Updating systematic reviews with active learning

Article type
Year
Authors
Miller K1, Howard B1, Phillips J1, Shah M1, Mav D1, Thayer K2, Shah R1
1Sciome, LLC, USA
2National Toxicology Program, NIEHS, USA
Abstract
Background: Conducting systematic reviews (SRs) is frequently a resource- and time-intensive process. Many SRs are outdated even before they are published. As new research continues to become available at a fast pace, SRs constantly need to be updated in order to stay relevant. We have recently demonstrated that machine learning methods like active learning (AL) can be extremely useful in reducing the screening burden for a new review; here, we demonstrate that for the purpose of updating an existing review, the savings can potentially be even greater.

Objectives: To test if the original screening results for a systematic review can be used as a ‘seed’ to bootstrap AL when conducting a review update.

Methods: We evaluated our AL method on three SRs that expert reviewers had previously screened.

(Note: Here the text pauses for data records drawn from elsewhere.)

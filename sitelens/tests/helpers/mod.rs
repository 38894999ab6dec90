// Re-export helpers so tests can `use crate::helpers::*;`
pub use sitelens_mock::{StubBehavior, StubProvider, fixtures};

use sitelens::{Query, QueryKind, Target};

pub const EXAMPLE: &str = "https://example.com";

/// Parsed `https://example.com`.
pub fn target() -> Target {
    Target::parse(EXAMPLE).unwrap()
}

/// Query of `kind` against `https://example.com`.
pub fn query(kind: QueryKind) -> Query {
    target().query(kind)
}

To simulate a review update scenario, each dataset was divided into studies occurring before and after a chosen publication date, with studies occurring after the cut-off date used to simulate a review update. We compared standard AL on the update dataset with AL supplemented by using the prior studies as a training seed to initialize the learning model.

Results: When AL was used for the update, AL models seeded with screening results from the original review resulted in an additional 33% reduction in screening burden above the savings achieved when using AL without a seed. Furthermore, in all three cases, the recall obtained was 100%.

Conclusions: Although the cost of updating an SR can be substantial, these results demonstrate that AL models can reduce the time and cost associated with that task without reducing the accuracy. In addition, having the screening results from the original review can be very advantageous when they are used as an initial training seed for active learning methods.